### DATA UNDER STUDY
==============================
impl AsyncWrite for StreamWrapper {
    fn poll_write(
        self: Pin<&mut Self>,
        cx: &mut TaskContext<'_>,
        buf: &[u8],
    ) -> Poll<std::io::Result<usize>> {
        match self.get_mut() {
            StreamWrapper::Tls(s) => Pin::new(s).poll_write(cx, buf),
            StreamWrapper::Plain(s) => Pin::new(s).poll_write(cx, buf),
        }
    }

    fn poll_flush(self: Pin<&mut Self>, cx: &mut TaskContext<'_>) -> Poll<std::io::Result<()>> {
        match self.get_mut() {
            StreamWrapper::Tls(s) => Pin::new(s).poll_flush(cx),
            StreamWrapper::Plain(s) => Pin::new(s).poll_flush(cx),
        }
    }

    fn poll_close(self: Pin<&mut Self>, cx: &mut TaskContext<'_>) -> Poll<std::io::Result<()>> {
        match self.get_mut() {
            StreamWrapper::Tls(s) => Pin::new(s).poll_close(cx),
            StreamWrapper::Plain(s) => Pin::new(s).poll_close(cx),
        }
    }
}

impl std::fmt::Debug for StreamWrapper {
    fn fmt(&self, f: &mut std::fmt::Formatter<'_>) -> std::fmt::Result {
        match self {
            StreamWrapper::Tls(_) => write!(f, "StreamWrapper::Tls"),
            StreamWrapper::Plain(_) => write!(f, "StreamWrapper::Plain"),
        }
    }
}

/// Opens authenticated IMAP sessions from the startup configuration.
#[derive(Clone)]
pub struct ImapConnector {
    config: Arc<ConnectionConfig>,
}

impl ImapConnector {
    pub fn new(config: Arc<ConnectionConfig>) -> Self {
        Self { config }
    }

    fn tls(&self) -> TlsConnector {
        let connector = TlsConnector::new();
        if self.config.verify_certificates {
            connector
        } else {
            connector
                .danger_accept_invalid_certs(true)
                .danger_accept_invalid_hostnames(true)
        }
    }

    async fn tcp(&self) -> MailResult<TcpStream> {
        let (host, port) = (self.config.host.as_str(), self.config.port);
        tokio::time::timeout(self.config.timeout, TcpStream::connect((host, port)))
            .await
            .map_err(|_| {
                MailError::Connection(format!("Timed out connecting to IMAP {}:{}", host, port))
            })?
            .map_err(|e| {
                MailError::Connection(format!("Failed to connect to IMAP {}:{}: {}", host, port, e))
            })
    }

    async fn stream(&self) -> MailResult<StreamWrapper> {
        let tcp = self.tcp().await?;
        let host = self.config.host.as_str();

        match self.config.security {
            Security::Ssl => {
                tracing::debug!("Using IMAPS (TLS)");
                let tls_stream = self
                    .tls()
                    .connect(host, tcp.compat())
                    .await
                    .map_err(|e| MailError::Connection(format!("TLS handshake failed: {}", e)))?;
                Ok(StreamWrapper::Tls(tls_stream))
            }
            Security::StartTls => {
                tracing::debug!("Using IMAP with STARTTLS");
                let mut client = async_imap::Client::new(tcp.compat());
                client
                    .read_response()
                    .await
                    .transpose()
                    .map_err(|e| {
                        MailError::Connection(format!("Failed to read IMAP greeting: {}", e))
                    })?
                    .ok_or_else(|| {
                        MailError::Connection("IMAP server closed the connection".into())
                    })?;
                client
                    .run_command_and_check_ok("STARTTLS", None)
                    .await
                    .map_err(|e| MailError::Connection(format!("STARTTLS refused: {}", e)))?;
                let tls_stream = self
                    .tls()
                    .connect(host, client.into_inner())
                    .await
                    .map_err(|e| MailError::Connection(format!("TLS handshake failed: {}", e)))?;
                Ok(StreamWrapper::Tls(tls_stream))
            }
            Security::None => {
                tracing::debug!("Using plain IMAP");
                Ok(StreamWrapper::Plain(tcp.compat()))
            }
        }
    }
}
//! Normalization of protocol values into the output data model.

use chrono::{DateTime, SecondsFormat, Utc};
use std::collections::BTreeSet;

use super::model::{EmailAddress, FetchedMessage, MailboxDescriptor, MessageSummary};

/// `Name <addr>` when a display name exists, the bare address otherwise.
pub fn format_address(addr: &EmailAddress) -> Option<String> {
    let name = addr.name.as_deref().map(str::trim).filter(|n| !n.is_empty());
    let address = addr
        .address
        .as_deref()
        .map(str::trim)
        .filter(|a| !a.is_empty());
    match (name, address) {
        (Some(name), Some(address)) => Some(format!("{} <{}>", name, address)),
        (None, Some(address)) => Some(address.to_string()),
        (Some(name), None) => Some(name.to_string()),
        (None, None) => None,
    }
}

/// Absent rather than empty when no address formats.
pub fn format_address_list(addrs: &[EmailAddress]) -> Option<Vec<String>> {
    let list: Vec<String> = addrs.iter().filter_map(format_address).collect();
    if list.is_empty() {
        None
    } else {
        Some(list)
    }
}

/// RFC 3339 (UTC) when the header parses, the trimmed raw value otherwise.
pub fn normalize_date(raw: &str) -> String {
    let raw = raw.trim();
    let candidates = [raw, strip_trailing_comment(raw)];
    if let Some(parsed) = candidates
        .iter()
        .find_map(|c| DateTime::parse_from_rfc2822(c).ok())
    {
        return parsed
            .with_timezone(&Utc)
            .to_rfc3339_opts(SecondsFormat::Secs, true);
    }
    // mailparse reports input it cannot read as the epoch.
    if let Some(parsed) = mailparse::dateparse(raw)
        .ok()
        .filter(|&ts| ts != 0 || raw.contains("1970"))
        .and_then(|ts| DateTime::<Utc>::from_timestamp(ts, 0))
    {
        return parsed.to_rfc3339_opts(SecondsFormat::Secs, true);
    }
    raw.to_string()
}

// `Tue, 1 Jul 2003 10:52:37 +0200 (CEST)` -> `Tue, 1 Jul 2003 10:52:37 +0200`
fn strip_trailing_comment(raw: &str) -> &str {
    match raw.strip_suffix(')').and_then(|r| r.rfind('(')) {
        Some(open) => raw[..open].trim_end(),
        None => raw,
    }
}

/// Decode RFC 2047 encoded words in a header value.
pub fn decode_header_text(raw: &[u8]) -> String {
    let mut line = b"X: ".to_vec();
    line.extend_from_slice(raw);
    match mailparse::parse_header(&line) {
        Ok((header, _)) => header.get_value().trim().to_string(),
        Err(_) => String::from_utf8_lossy(raw).trim().to_string(),
    }
}

pub fn summarize(message: &FetchedMessage) -> MessageSummary {
    let envelope = message.envelope.as_ref();
    let date = envelope
        .and_then(|e| e.date.as_deref())
        .map(normalize_date)
        .or_else(|| message.internal_date.clone());
    MessageSummary {
        uid: message.uid,
        date,
        from: envelope.and_then(|e| format_address_list(&e.from)),
        to: envelope.and_then(|e| format_address_list(&e.to)),
        subject: envelope.and_then(|e| e.subject.clone()),
        flags: message.flags.iter().cloned().collect(),
    }
}

pub fn mailbox_descriptor(
    path: &str,
    delimiter: Option<&str>,
    attributes: Vec<String>,
) -> MailboxDescriptor {
    let name = match delimiter {
        Some(d) if !d.is_empty() => path.rsplit(d).next().unwrap_or(path),
        _ => path,
    }
    .to_string();

    let special_use = attributes
        .iter()
        .find(|a| SPECIAL_USE.contains(&a.as_str()))
        .cloned()
        .or_else(|| special_use_by_name(path, &name).map(str::to_string));

    MailboxDescriptor {
        name,
        path: path.to_string(),
        delimiter: delimiter.map(str::to_string),
        flags: attributes.into_iter().collect::<BTreeSet<_>>(),
        special_use,
    }
}

const SPECIAL_USE: &[&str] = &[
    "\\All", "\\Archive", "\\Drafts", "\\Flagged", "\\Junk", "\\Sent", "\\Trash",
];

fn special_use_by_name(path: &str, name: &str) -> Option<&'static str> {
    if path.eq_ignore_ascii_case("INBOX") {
        return Some("\\Inbox");
    }
    match name.to_ascii_lowercase().as_str() {
        "sent" | "sent items" | "sent mail" | "sent messages" => Some("\\Sent"),
        "drafts" | "draft" => Some("\\Drafts"),
        "trash" | "deleted items" | "deleted messages" | "bin" => Some("\\Trash"),
        "junk" | "spam" | "junk email" | "junk e-mail" => Some("\\Junk"),
        "archive" | "archives" => Some("\\Archive"),
        _ => None,
    }
}

#[cfg(test)]
mod tests {
    use super::*;
    use crate::email::model::Envelope;

    fn addr(name: Option<&str>, address: &str) -> EmailAddress {
        EmailAddress {
            name: name.map(str::to_string),
            address: Some(address.to_string()),
        }
    }

    #[test]
    fn test_address_formatting() {
        assert_eq!(
            format_address(&addr(Some("Jane"), "jane@x.com")).as_deref(),
            Some("Jane <jane@x.com>")
        );
        assert_eq!(
            format_address(&addr(None, "jane@x.com")).as_deref(),
            Some("jane@x.com")
        );
        assert_eq!(
            format_address(&addr(Some("  "), "jane@x.com")).as_deref(),
            Some("jane@x.com")
        );
        assert_eq!(format_address(&EmailAddress::default()), None);
    }

    #[test]
    fn test_address_list() {
        let list = format_address_list(&[addr(Some("Jane"), "jane@x.com")]).unwrap();
        assert_eq!(list, vec!["Jane <jane@x.com>".to_string()]);
        assert_eq!(format_address_list(&[]), None);
    }

    #[test]
    fn test_date_normalization() {
        assert_eq!(
            normalize_date("Mon, 7 Feb 1994 21:52:25 -0800"),
            "1994-02-08T05:52:25Z"
        );
        assert_eq!(normalize_date("not a date at all"), "not a date at all");
    }

    #[test]
    fn test_unparseable_date_is_not_epoch() {
        assert_eq!(normalize_date("sometime last week"), "sometime last week");
        assert_eq!(normalize_date("  garbage "), "garbage");
    }

    #[test]
    fn test_date_with_zone_comment() {
        assert_eq!(
            normalize_date("Tue, 1 Jul 2003 10:52:37 +0200 (CEST)"),
            "2003-07-01T08:52:37Z"
        );
        assert_eq!(
            normalize_date("Thu, 01 Jan 1970 00:00:00 +0000"),
            "1970-01-01T00:00:00Z"
        );
    }

    #[test]
    fn test_decode_encoded_subject() {
        assert_eq!(decode_header_text(b"=?UTF-8?Q?Caf=C3=A9?="), "Café");
        assert_eq!(decode_header_text(b"plain subject"), "plain subject");
    }

    #[test]
    fn test_summary_falls_back_to_internal_date() {
        let message = FetchedMessage {
            uid: 3,
            flags: vec!["\\Seen".to_string()],
            envelope: Some(Envelope {
                subject: Some("Hello".to_string()),
                from: vec![addr(None, "a@x.com")],
                ..Envelope::default()
            }),
            internal_date: Some("2024-01-02T03:04:05Z".to_string()),
            structure: None,
        };
        let summary = summarize(&message);
        assert_eq!(summary.date.as_deref(), Some("2024-01-02T03:04:05Z"));
        assert_eq!(summary.from, Some(vec!["a@x.com".to_string()]));
        assert_eq!(summary.to, None);
        assert!(summary.flags.contains("\\Seen"));
    }

    #[test]
    fn test_mailbox_descriptor() {
        let sent = mailbox_descriptor(
            "[Gmail]/Sent Mail",
            Some("/"),
            vec!["\\HasNoChildren".into()],
        );
        assert_eq!(sent.name, "Sent Mail");
        assert_eq!(sent.special_use.as_deref(), Some("\\Sent"));

        let flagged = mailbox_descriptor("Starred", Some("/"), vec!["\\Flagged".into()]);
        assert_eq!(flagged.special_use.as_deref(), Some("\\Flagged"));

        let inbox = mailbox_descriptor("INBOX", Some("."), vec![]);
        assert_eq!(inbox.special_use.as_deref(), Some("\\Inbox"));

        let plain = mailbox_descriptor("Projects.Rust", Some("."), vec![]);
        assert_eq!(plain.name, "Rust");
        assert_eq!(plain.special_use, None);
    }
}
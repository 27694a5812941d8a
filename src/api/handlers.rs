use axum::{
    body::Bytes,
    extract::{Path, State},
    response::{IntoResponse, Response},
    Json,
};
use serde::de::DeserializeOwned;
use serde::Serialize;
use serde_json::Value;

use super::error::ToolError;
use super::tools::{ListEmailsArgs, MessageArgs, MoveEmailArgs, SearchEmailsArgs, TOOLS};
use crate::email::smtp::SendRequest;
use crate::AppState;

/// POST /tools/{name}
pub async fn call_tool(
    State(state): State<AppState>,
    Path(name): Path<String>,
    body: Bytes,
) -> Result<Response, ToolError> {
    let args = parse_arguments(&body)?;
    tracing::debug!("Tool {} called", name);

    match name.as_str() {
        "list_mailboxes" => respond(state.mail.list_mailboxes().await?),
        "list_emails" => {
            let args: ListEmailsArgs = arguments(args)?;
            respond(
                state
                    .mail
                    .list_emails(&args.mailbox, args.page, args.page_size)
                    .await?,
            )
        }
        "fetch_email" => {
            let args: MessageArgs = arguments(args)?;
            respond(state.mail.fetch_email(&args.mailbox, args.uid).await?)
        }
        "search_emails" => {
            let args: SearchEmailsArgs = arguments(args)?;
            let criteria = args.criteria()?;
            respond(
                state
                    .mail
                    .search_emails(&args.mailbox, criteria, args.limit)
                    .await?,
            )
        }
        "send_email" => {
            let request: SendRequest = arguments(args)?;
            respond(state.relay.send(request).await?)
        }
        "move_email" => {
            let args: MoveEmailArgs = arguments(args)?;
            if args.destination.trim().is_empty() {
                return Err(ToolError::InvalidArgument(
                    "destination must not be empty".into(),
                ));
            }
            respond(
                state
                    .mail
                    .move_email(&args.mailbox, args.uid, &args.destination)
                    .await?,
            )
        }
        "delete_email" => {
            let args: MessageArgs = arguments(args)?;
            respond(state.mail.delete_email(&args.mailbox, args.uid).await?)
        }
        other => Err(ToolError::UnknownTool(other.to_string())),
    }
}

/// GET /tools
pub async fn list_tools() -> impl IntoResponse {
    Json(TOOLS)
}

/// GET /health
pub async fn health() -> &'static str {
    "ok"
}

/// An empty body means no arguments; anything else must be a JSON object.
fn parse_arguments(body: &[u8]) -> Result<Value, ToolError> {
    if body.iter().all(u8::is_ascii_whitespace) {
        return Ok(Value::Object(Default::default()));
    }
    match serde_json::from_slice(body)? {
        Value::Null => Ok(Value::Object(Default::default())),
        value @ Value::Object(_) => Ok(value),
        _ => Err(ToolError::InvalidArgument(
            "Arguments must be a JSON object".into(),
        )),
    }
}

fn arguments<T: DeserializeOwned>(args: Value) -> Result<T, ToolError> {
    Ok(serde_json::from_value(args)?)
}

fn respond<T: Serialize>(value: T) -> Result<Response, ToolError> {
    Ok(Json(value).into_response())
}
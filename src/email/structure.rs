//! MIME body-structure tree and the walks over it.

use super::format::decode_header_text;
use super::model::AttachmentInfo;

/// One node of a message's MIME structure. Each node owns its children.
#[derive(Debug, Clone, PartialEq, Eq, Default)]
pub struct BodyNode {
    /// Lowercase `type/subtype`.
    pub content_type: String,
    /// IMAP section identifier (`1`, `2.1`, ...). The root never carries one.
    pub part: Option<String>,
    pub size: Option<u32>,
    /// Content-Transfer-Encoding, lowercase.
    pub encoding: Option<String>,
    /// Disposition type, lowercase.
    pub disposition: Option<String>,
    pub disposition_params: Vec<(String, String)>,
    pub params: Vec<(String, String)>,
    pub children: Vec<BodyNode>,
}

impl BodyNode {
    pub fn is_multipart(&self) -> bool {
        self.content_type.starts_with("multipart/")
    }

    pub fn is_message(&self) -> bool {
        self.content_type == "message/rfc822"
    }

    pub fn param(&self, name: &str) -> Option<&str> {
        lookup(&self.params, name)
    }

    pub fn charset(&self) -> Option<&str> {
        self.param("charset")
    }

    /// Disposition `filename`, falling back to the content-type `name`.
    pub fn filename(&self) -> Option<String> {
        lookup(&self.disposition_params, "filename")
            .or_else(|| {
                lookup(&self.disposition_params, "filename*").map(strip_rfc2231_prefix)
            })
            .or_else(|| self.param("name"))
            .map(|raw| decode_header_text(raw.as_bytes()))
            .filter(|name| !name.is_empty())
    }

    fn attachment_info(&self) -> Option<AttachmentInfo> {
        let filename = self.filename();
        let qualifies = match self.disposition.as_deref() {
            Some("attachment") => true,
            Some("inline") => filename.is_some(),
            _ => false,
        };
        qualifies.then(|| AttachmentInfo {
            filename,
            size: self.size,
            content_type: self.content_type.clone(),
        })
    }
}

fn lookup<'a>(params: &'a [(String, String)], name: &str) -> Option<&'a str> {
    params
        .iter()
        .find(|(k, _)| k.eq_ignore_ascii_case(name))
        .map(|(_, v)| v.as_str())
}

// `utf-8''report.pdf` -> `report.pdf`
fn strip_rfc2231_prefix(value: &str) -> &str {
    value.splitn(3, '\'').nth(2).unwrap_or(value)
}

/// Assign IMAP section identifiers to every node below the root.
///
/// Children of the root are `1`, `2`, ...; children of part `p` are `p.1`,
/// `p.2`, .... The body embedded in a `message/rfc822` part `p` is `p.1` when
/// single-part, otherwise its children are numbered directly under `p`.
pub fn number_parts(root: &mut BodyNode) {
    root.part = None;
    number_children(&mut root.children, None);
}

fn number_children(children: &mut [BodyNode], prefix: Option<&str>) {
    for (i, child) in children.iter_mut().enumerate() {
        let id = match prefix {
            Some(p) => format!("{}.{}", p, i + 1),
            None => (i + 1).to_string(),
        };
        assign_part(child, id);
    }
}

fn assign_part(node: &mut BodyNode, id: String) {
    if node.is_message() {
        if let Some(inner) = node.children.first_mut() {
            if inner.is_multipart() {
                inner.part = None;
                number_children(&mut inner.children, Some(&id));
            } else {
                assign_part(inner, format!("{}.1", id));
            }
        }
    } else {
        number_children(&mut node.children, Some(&id));
    }
    node.part = Some(id);
}

/// First node in document order with the given content type and a part identifier.
pub fn find_first_part_of_type<'a>(
    node: &'a BodyNode,
    content_type: &str,
) -> Option<&'a BodyNode> {
    if node.part.is_some() && node.content_type.eq_ignore_ascii_case(content_type) {
        return Some(node);
    }
    node.children
        .iter()
        .find_map(|child| find_first_part_of_type(child, content_type))
}

/// Attachment-like parts in document order; each node is visited before its children.
pub fn collect_attachments(root: &BodyNode) -> Vec<AttachmentInfo> {
    let mut found = Vec::new();
    visit_attachments(root, &mut found);
    found
}

fn visit_attachments(node: &BodyNode, found: &mut Vec<AttachmentInfo>) {
    if let Some(info) = node.attachment_info() {
        found.push(info);
    }
    for child in &node.children {
        visit_attachments(child, found);
    }
}

/// Undo the transfer encoding and convert the charset of downloaded part content.
pub fn decode_part(raw: &[u8], encoding: Option<&str>, charset: Option<&str>) -> String {
    let mut synthetic = format!(
        "Content-Type: text/plain; charset=\"{}\"\r\nContent-Transfer-Encoding: {}\r\n\r\n",
        charset.unwrap_or("utf-8"),
        encoding.unwrap_or("7bit"),
    )
    .into_bytes();
    synthetic.extend_from_slice(raw);

    match mailparse::parse_mail(&synthetic).and_then(|parsed| parsed.get_body()) {
        Ok(text) => text,
        Err(err) => {
            tracing::debug!("Falling back to lossy UTF-8 for part content: {}", err);
            String::from_utf8_lossy(raw).into_owned()
        }
    }
}
//! Outbound delivery: compose with `mail-builder`, relay with lettre's SMTP connection.

use lettre::message::{Mailbox, Mailboxes};
use lettre::transport::smtp::authentication::{Credentials, Mechanism};
use lettre::transport::smtp::client::{SmtpConnection, TlsParameters};
use lettre::transport::smtp::commands::{Data, Mail, Rcpt};
use lettre::transport::smtp::extension::ClientId;
use mail_builder::headers::address::Address as HeaderAddress;
use mail_builder::MessageBuilder;
use serde::Deserialize;
use std::sync::Arc;
use uuid::Uuid;

use super::model::SendResult;
use crate::config::{ConnectionConfig, Security};
use crate::error::{MailError, MailResult};

/// A single address string or a list of them.
#[derive(Debug, Clone, PartialEq, Eq, Deserialize)]
#[serde(untagged)]
pub enum Recipients {
    One(String),
    Many(Vec<String>),
}

impl Recipients {
    /// RFC 5322 address-list form.
    fn joined(&self) -> String {
        match self {
            Recipients::One(addr) => addr.trim().to_string(),
            Recipients::Many(addrs) => addrs
                .iter()
                .map(|a| a.trim())
                .filter(|a| !a.is_empty())
                .collect::<Vec<_>>()
                .join(", "),
        }
    }
}

#[derive(Debug, Clone, Deserialize)]
#[serde(rename_all = "camelCase")]
pub struct SendRequest {
    pub to: Recipients,
    pub subject: String,
    pub body: String,
    #[serde(default)]
    pub cc: Option<Recipients>,
    #[serde(default)]
    pub bcc: Option<Recipients>,
    #[serde(default)]
    pub reply_to: Option<String>,
    #[serde(default)]
    pub is_html: bool,
}

/// Serialized message plus its SMTP envelope.
struct Composed {
    message_id: String,
    sender: lettre::Address,
    recipients: Vec<lettre::Address>,
    bytes: Vec<u8>,
}

#[derive(Debug, Default)]
struct Delivery {
    accepted: Vec<String>,
    rejected: Vec<String>,
}

/// Sends through the configured relay. Every call opens its own connection.
pub struct SmtpRelay {
    config: Arc<ConnectionConfig>,
    sender: String,
}

impl SmtpRelay {
    pub fn new(config: Arc<ConnectionConfig>, sender: impl Into<String>) -> Self {
        Self {
            config,
            sender: sender.into(),
        }
    }

    pub async fn send(&self, request: SendRequest) -> MailResult<SendResult> {
        let composed = compose(&self.sender, &request)?;
        let message_id = format!("<{}>", composed.message_id);
        let config = self.config.clone();

        tracing::info!(
            "Relaying {} to {} recipient(s) via {}:{}",
            message_id,
            composed.recipients.len(),
            config.host,
            config.port
        );

        let delivery = tokio::task::spawn_blocking(move || deliver(&config, &composed))
            .await
            .map_err(|e| MailError::Send(format!("delivery task failed: {}", e)))??;

        tracing::info!(
            "Sent {}: {} accepted, {} rejected",
            message_id,
            delivery.accepted.len(),
            delivery.rejected.len()
        );

        Ok(SendResult {
            message_id,
            accepted: delivery.accepted,
            rejected: delivery.rejected,
        })
    }
}

fn parse_mailboxes(field: &str, recipients: Option<&Recipients>) -> MailResult<Vec<Mailbox>> {
    let joined = recipients.map(Recipients::joined).unwrap_or_default();
    if joined.is_empty() {
        return Ok(Vec::new());
    }
    joined
        .parse::<Mailboxes>()
        .map(|list| list.into_iter().collect())
        .map_err(|e| {
            MailError::InvalidArgument(format!("Invalid {} address '{}': {}", field, joined, e))
        })
}

fn header_address(mailbox: &Mailbox) -> HeaderAddress<'static> {
    HeaderAddress::new_address(mailbox.name.clone(), mailbox.email.to_string())
}

fn header_list(mailboxes: &[Mailbox]) -> HeaderAddress<'static> {
    HeaderAddress::new_list(mailboxes.iter().map(header_address).collect())
}

fn compose(from: &str, request: &SendRequest) -> MailResult<Composed> {
    let sender: Mailbox = from.parse().map_err(|e| {
        MailError::InvalidArgument(format!("Invalid sender address '{}': {}", from, e))
    })?;
    let to = parse_mailboxes("to", Some(&request.to))?;
    let cc = parse_mailboxes("cc", request.cc.as_ref())?;
    let bcc = parse_mailboxes("bcc", request.bcc.as_ref())?;
    let reply_to = request
        .reply_to
        .as_deref()
        .map(str::trim)
        .filter(|r| !r.is_empty())
        .map(|r| {
            r.parse::<Mailbox>().map_err(|e| {
                MailError::InvalidArgument(format!("Invalid replyTo address '{}': {}", r, e))
            })
        })
        .transpose()?;

    if to.is_empty() {
        return Err(MailError::InvalidArgument(
            "At least one 'to' recipient is required".into(),
        ));
    }

    let message_id = format!("{}@{}", Uuid::new_v4(), sender.email.domain());

    let mut builder = MessageBuilder::new()
        .from(header_address(&sender))
        .to(header_list(&to))
        .subject(request.subject.as_str())
        .message_id(message_id.as_str())
        .date(chrono::Utc::now().timestamp());
    if !cc.is_empty() {
        builder = builder.cc(header_list(&cc));
    }
    if let Some(reply_to) = &reply_to {
        builder = builder.reply_to(header_address(reply_to));
    }
    builder = if request.is_html {
        builder.html_body(request.body.as_str())
    } else {
        builder.text_body(request.body.as_str())
    };

    let bytes = builder
        .write_to_vec()
        .map_err(|e| MailError::Send(format!("Failed to build message: {}", e)))?;

    // Bcc only reaches the envelope.
    let recipients = to
        .iter()
        .chain(&cc)
        .chain(&bcc)
        .map(|mailbox| mailbox.email.clone())
        .collect();

    Ok(Composed {
        message_id,
        sender: sender.email,
        recipients,
        bytes,
    })
}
==============================
### ACTIVITY
Count how many lines in the data above hold "jane", and give that number by itself.

### YOUR SOLUTION
8